Streaming of standard outputs with BuildGrid

LogStream API

The LogStream API [1] defines a mechanism for transmitting logs that relies on the ByteStream API [2] for the actual transfer of the data.

An execution service provides a worker with a write_resource_name, to which the worker has exclusive access, and broadcasts an associated read_resource_name to clients that are interested in receiving those outputs.

Since the logs are uploaded to CAS after a job has finished running, the streams are only alive while the command is executing. Once the last reader closes its connection, the stream ends, and the outputs should be accessed via the stdout/err blobs stored in CAS.

BuildBox Runner

The Runner class provided by buildbox runner offers the --std{out, err}--file CLI options to allow the process that invokes the runner to redirect the stdout/err pipes of the command to those particular paths.

If no files are given, the runner will create and use temporary files that are deleted once their contents are uploaded into CAS. If paths are specified, those files will not be deleted after that upload operation, persisting after the runner process has exited.


buildbox-common provides facilities to write to a LogStream and to monitor files and incrementally stream their contents as they are being updated.

In particular, it provides the StandardOutputStreamer class, which offers a high-level interface that takes a path, the address of a ByteStream endpoint and a resource name and streams the contents of an output file as it gets written.

BuildBox worker

buildbox-worker scans for trailing metadata entries [4] that are attached to the UpdateBotSession() response coming from the execution server.

In particular, it looks for entries with name "executeoperationmetadata-bin" and whose value is a serialized ExecuteOperationMetadata [3] message m such that:

  • m.action_digest is equal to the digest of the pertinent action in the Lease, and

  • m.stdout_stream_name and m.stderr_stream_name point to ByteStream resource names.

If such a message is found, BuildBox worker will stream the outputs of that Action’s command to the given resource name.

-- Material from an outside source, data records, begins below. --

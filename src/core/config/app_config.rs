// Configuration snapshot.
//
// Everything the run needs is read once at startup into `AppConfig` and then
// handed to each component explicitly. Nothing reads the environment after
// this point.

use std::fmt;
use std::path::PathBuf;
use std::time::Duration;

use thiserror::Error;

use crate::core::sync::{FolderTarget, PortalCredentials};

pub const DEFAULT_DOWNLOAD_PATH: &str = "/tmp/codmon_downloads";
pub const DEFAULT_WEBDRIVER_URL: &str = "http://localhost:4444";
pub const DEFAULT_MAX_POSTS_PER_PAGE: usize = 20;

#[derive(Debug, Error, PartialEq, Eq)]
pub enum ConfigError {
    #[error("Missing required environment variable {0}")]
    Missing(&'static str),
    #[error("Invalid value for {key}: {reason}")]
    Invalid { key: &'static str, reason: String },
}

/// Where the service account key comes from.
#[derive(Clone, PartialEq, Eq)]
pub enum ServiceAccountSource {
    /// The key JSON itself (what CI secrets usually hold).
    Inline(String),
    /// Path to a key file on disk.
    File(PathBuf),
}

// The inline variant holds a private key.
impl fmt::Debug for ServiceAccountSource {
    fn fmt(&self, f: &mut fmt::Formatter<'_>) -> fmt::Result {
        match self {
            Self::Inline(_) => f.write_str("Inline(<redacted>)"),
            Self::File(path) => f.debug_tuple("File").field(path).finish(),
        }
    }
}

impl ServiceAccountSource {
    fn parse(value: &str) -> Self {
        if value.trim_start().starts_with('{') {
            Self::Inline(value.to_string())
        } else {
            Self::File(PathBuf::from(value.trim()))
        }
    }
}

#[derive(Debug, Clone, PartialEq, Eq)]
pub struct BrowserConfig {
    pub webdriver_url: String,
    pub headless: bool,
}

/// Wait budgets used while driving the portal and watching downloads.
#[derive(Debug, Clone, PartialEq, Eq)]
pub struct TimingConfig {
    /// How long to wait for an element or a popup window to show up.
    pub element_wait: Duration,
    /// How long a download may take before the attachment is skipped.
    pub download_timeout: Duration,
    pub download_poll_interval: Duration,
    /// Time the popup window is left open so the download can start.
    pub popup_settle: Duration,
    /// Pause after page transitions so onsen animations finish.
    pub ui_settle: Duration,
}

impl Default for TimingConfig {
    fn default() -> Self {
        Self {
            element_wait: Duration::from_secs(10),
            download_timeout: Duration::from_secs(60),
            download_poll_interval: Duration::from_secs(1),
            popup_settle: Duration::from_secs(2),
            ui_settle: Duration::from_millis(500),
        }
    }
}

#[derive(Debug, Clone)]
pub struct AppConfig {
    pub credentials: PortalCredentials,
    pub folder: FolderTarget,
    pub service_account: Option<ServiceAccountSource>,
    pub download_dir: PathBuf,
    pub browser: BrowserConfig,
    pub timing: TimingConfig,
    pub max_posts_per_page: usize,
    pub dry_run: bool,
}

impl AppConfig {
    pub fn from_env() -> Result<Self, ConfigError> {
        Self::from_lookup(|key| std::env::var(key).ok())
    }

    /// Builds the config from any key lookup. Empty values count as unset.
    pub fn from_lookup<F>(lookup: F) -> Result<Self, ConfigError>
    where
        F: Fn(&str) -> Option<String>,
    {
        let get = |key: &str| lookup(key).filter(|v| !v.trim().is_empty());
        let require = |key: &'static str| get(key).ok_or(ConfigError::Missing(key));

        let credentials = PortalCredentials {
            email: require("CODMON_EMAIL")?,
            password: require("CODMON_PASSWORD")?,
        };

        let folder = match (get("DRIVE_FOLDER_ID"), get("DRIVE_FOLDER_NAME")) {
            (Some(id), _) => FolderTarget::Id(id.trim().to_string()),
            (None, Some(name)) => FolderTarget::Name(name),
            (None, None) => return Err(ConfigError::Missing("DRIVE_FOLDER_NAME")),
        };

        let dry_run = parse_bool("DRY_RUN", get("DRY_RUN"), false)?;

        let service_account = match get("GOOGLE_SERVICE_ACCOUNT_KEY") {
            Some(value) => Some(ServiceAccountSource::parse(&value)),
            None if dry_run => None,
            None => return Err(ConfigError::Missing("GOOGLE_SERVICE_ACCOUNT_KEY")),
        };

        let download_dir = get("CODMON_DOWNLOAD_PATH")
            .map(PathBuf::from)
            .unwrap_or_else(|| PathBuf::from(DEFAULT_DOWNLOAD_PATH));

        let browser = BrowserConfig {
            webdriver_url: get("WEBDRIVER_URL")
                .unwrap_or_else(|| DEFAULT_WEBDRIVER_URL.to_string()),
            headless: parse_bool("BROWSER_HEADLESS", get("BROWSER_HEADLESS"), true)?,
        };

        let mut timing = TimingConfig::default();
        if let Some(raw) = get("UI_SETTLE_MS") {
            let millis = raw.trim().parse::<u64>().map_err(|e| ConfigError::Invalid {
                key: "UI_SETTLE_MS",
                reason: e.to_string(),
            })?;
            timing.ui_settle = Duration::from_millis(millis);
        }

        Ok(Self {
            credentials,
            folder,
            service_account,
            download_dir,
            browser,
            timing,
            max_posts_per_page: DEFAULT_MAX_POSTS_PER_PAGE,
            dry_run,
        })
    }
}

fn parse_bool(
    key: &'static str,
    value: Option<String>,
    default: bool,
) -> Result<bool, ConfigError> {
    let Some(value) = value else {
        return Ok(default);
    };

    match value.trim().to_ascii_lowercase().as_str() {
        "1" | "true" | "yes" | "on" => Ok(true),
        "0" | "false" | "no" | "off" => Ok(false),
        other => Err(ConfigError::Invalid {
            key,
            reason: format!("expected a boolean, got '{}'", other),
        }),
    }
}

#[cfg(test)]
mod tests {
    use super::*;
    use std::collections::HashMap;

    fn lookup(pairs: &[(&str, &str)]) -> impl Fn(&str) -> Option<String> {
        let map: HashMap<String, String> = pairs
            .iter()
            .map(|(k, v)| (k.to_string(), v.to_string()))
            .collect();
        move |key: &str| map.get(key).cloned()
    }

    const BASE: &[(&str, &str)] = &[
        ("CODMON_EMAIL", "parent@example.com"),
        ("CODMON_PASSWORD", "hunter2"),
        ("DRIVE_FOLDER_NAME", "CodmonFiles"),
        ("GOOGLE_SERVICE_ACCOUNT_KEY", "{\"client_email\":\"x\"}"),
    ];

    #[test]
    fn test_defaults_applied() {
        let config = AppConfig::from_lookup(lookup(BASE)).unwrap();

        assert_eq!(config.folder, FolderTarget::Name("CodmonFiles".to_string()));
        assert_eq!(config.download_dir, PathBuf::from(DEFAULT_DOWNLOAD_PATH));
        assert_eq!(config.browser.webdriver_url, DEFAULT_WEBDRIVER_URL);
        assert!(config.browser.headless);
        assert_eq!(config.max_posts_per_page, 20);
        assert_eq!(config.timing.download_timeout, Duration::from_secs(60));
        assert!(!config.dry_run);
        assert!(matches!(
            config.service_account,
            Some(ServiceAccountSource::Inline(_))
        ));
    }

    #[test]
    fn test_missing_password_is_fatal() {
        let pairs: Vec<_> = BASE
            .iter()
            .copied()
            .filter(|(k, _)| *k != "CODMON_PASSWORD")
            .collect();
        let err = AppConfig::from_lookup(lookup(&pairs)).unwrap_err();
        assert_eq!(err, ConfigError::Missing("CODMON_PASSWORD"));
    }

    #[test]
    fn test_blank_value_counts_as_missing() {
        let mut pairs: Vec<_> = BASE
            .iter()
            .copied()
            .filter(|(k, _)| *k != "CODMON_EMAIL")
            .collect();
        pairs.push(("CODMON_EMAIL", "  "));
        let err = AppConfig::from_lookup(lookup(&pairs)).unwrap_err();
        assert_eq!(err, ConfigError::Missing("CODMON_EMAIL"));
    }

    #[test]
    fn test_folder_id_beats_name() {
        let mut pairs = BASE.to_vec();
        pairs.push(("DRIVE_FOLDER_ID", "1AbCdEf"));
        let config = AppConfig::from_lookup(lookup(&pairs)).unwrap();
        assert_eq!(config.folder, FolderTarget::Id("1AbCdEf".to_string()));
    }

    #[test]
    fn test_missing_folder_is_fatal() {
        let pairs: Vec<_> = BASE
            .iter()
            .copied()
            .filter(|(k, _)| *k != "DRIVE_FOLDER_NAME")
            .collect();
        let err = AppConfig::from_lookup(lookup(&pairs)).unwrap_err();
        assert_eq!(err, ConfigError::Missing("DRIVE_FOLDER_NAME"));
    }

    #[test]
    fn test_service_account_required_unless_dry_run() {
        let without_key: Vec<_> = BASE
            .iter()
            .copied()
            .filter(|(k, _)| *k != "GOOGLE_SERVICE_ACCOUNT_KEY")
            .collect();
        let err = AppConfig::from_lookup(lookup(&without_key)).unwrap_err();
        assert_eq!(err, ConfigError::Missing("GOOGLE_SERVICE_ACCOUNT_KEY"));

        let mut dry = without_key.clone();
        dry.push(("DRY_RUN", "true"));
        let config = AppConfig::from_lookup(lookup(&dry)).unwrap();
        assert!(config.dry_run);
        assert!(config.service_account.is_none());
    }

    #[test]
    fn test_service_account_path() {
        let mut pairs: Vec<_> = BASE
            .iter()
            .copied()
            .filter(|(k, _)| *k != "GOOGLE_SERVICE_ACCOUNT_KEY")
            .collect();
        pairs.push(("GOOGLE_SERVICE_ACCOUNT_KEY", "/secrets/key.json"));
        let config = AppConfig::from_lookup(lookup(&pairs)).unwrap();
        assert_eq!(
            config.service_account,
            Some(ServiceAccountSource::File(PathBuf::from("/secrets/key.json")))
        );
    }

    #[test]
    fn test_debug_hides_inline_key() {
        let config = AppConfig::from_lookup(lookup(BASE)).unwrap();
        let printed = format!("{:?}", config);
        assert!(!printed.contains("client_email"));
        assert!(!printed.contains("hunter2"));
    }

    #[test]
    fn test_invalid_bool_rejected() {
        let mut pairs = BASE.to_vec();
        pairs.push(("BROWSER_HEADLESS", "sometimes"));
        let err = AppConfig::from_lookup(lookup(&pairs)).unwrap_err();
        assert!(matches!(
            err,
            ConfigError::Invalid {
                key: "BROWSER_HEADLESS",
                ..
            }
        ));
    }

    #[test]
    fn test_ui_settle_override() {
        let mut pairs = BASE.to_vec();
        pairs.push(("UI_SETTLE_MS", "1500"));
        pairs.push(("CODMON_DOWNLOAD_PATH", "/var/tmp/dl"));
        let config = AppConfig::from_lookup(lookup(&pairs)).unwrap();
        assert_eq!(config.timing.ui_settle, Duration::from_millis(1500));
        assert_eq!(config.download_dir, PathBuf::from("/var/tmp/dl"));
    }
}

When streaming is requested, the worker will create a pair of files, set their paths in the --std{out, err}-file options it passes to the runner, and spawn two StandardOutputStreamer instances that will monitor those files and stream to the given resource names. Once the command has finished running they will commit the streamed data and delete the files.

On-demand streaming

Because an execution service might not be able to predict whether some client will request streamed logs while a command is running, workers must always stream the outputs. That would imply wasted network traffic if those logs end up unread.

In order to avoid that, BuildGrid implements a mechanism for signaling that at least one reader is interested in the logs; in effect creating the ByteStream write resource on-demand. For that it offers the ByteStream.QueryWriteStatus() call, which will block on the server side and return either OK, meaning that the worker can start writing to the stream and a reader will receive the contents, or a NOT_FOUND error, which indicates that streaming can be skipped due to the logs not being requested.

buildbox-worker will leverage that behavior and start streaming only when QueryWriteStatus() returns successfully for the ByteStream resource.

LogStream tools

Buildbox tools contains some utilities that allow to write to a LogStream service and receive data. Those can be useful for testing purposes or for leveraging an existing LogStream service to stream other contents. (Note that the underlying data transfers, done via the ByteStream API, can contain any arbitrary binary data.)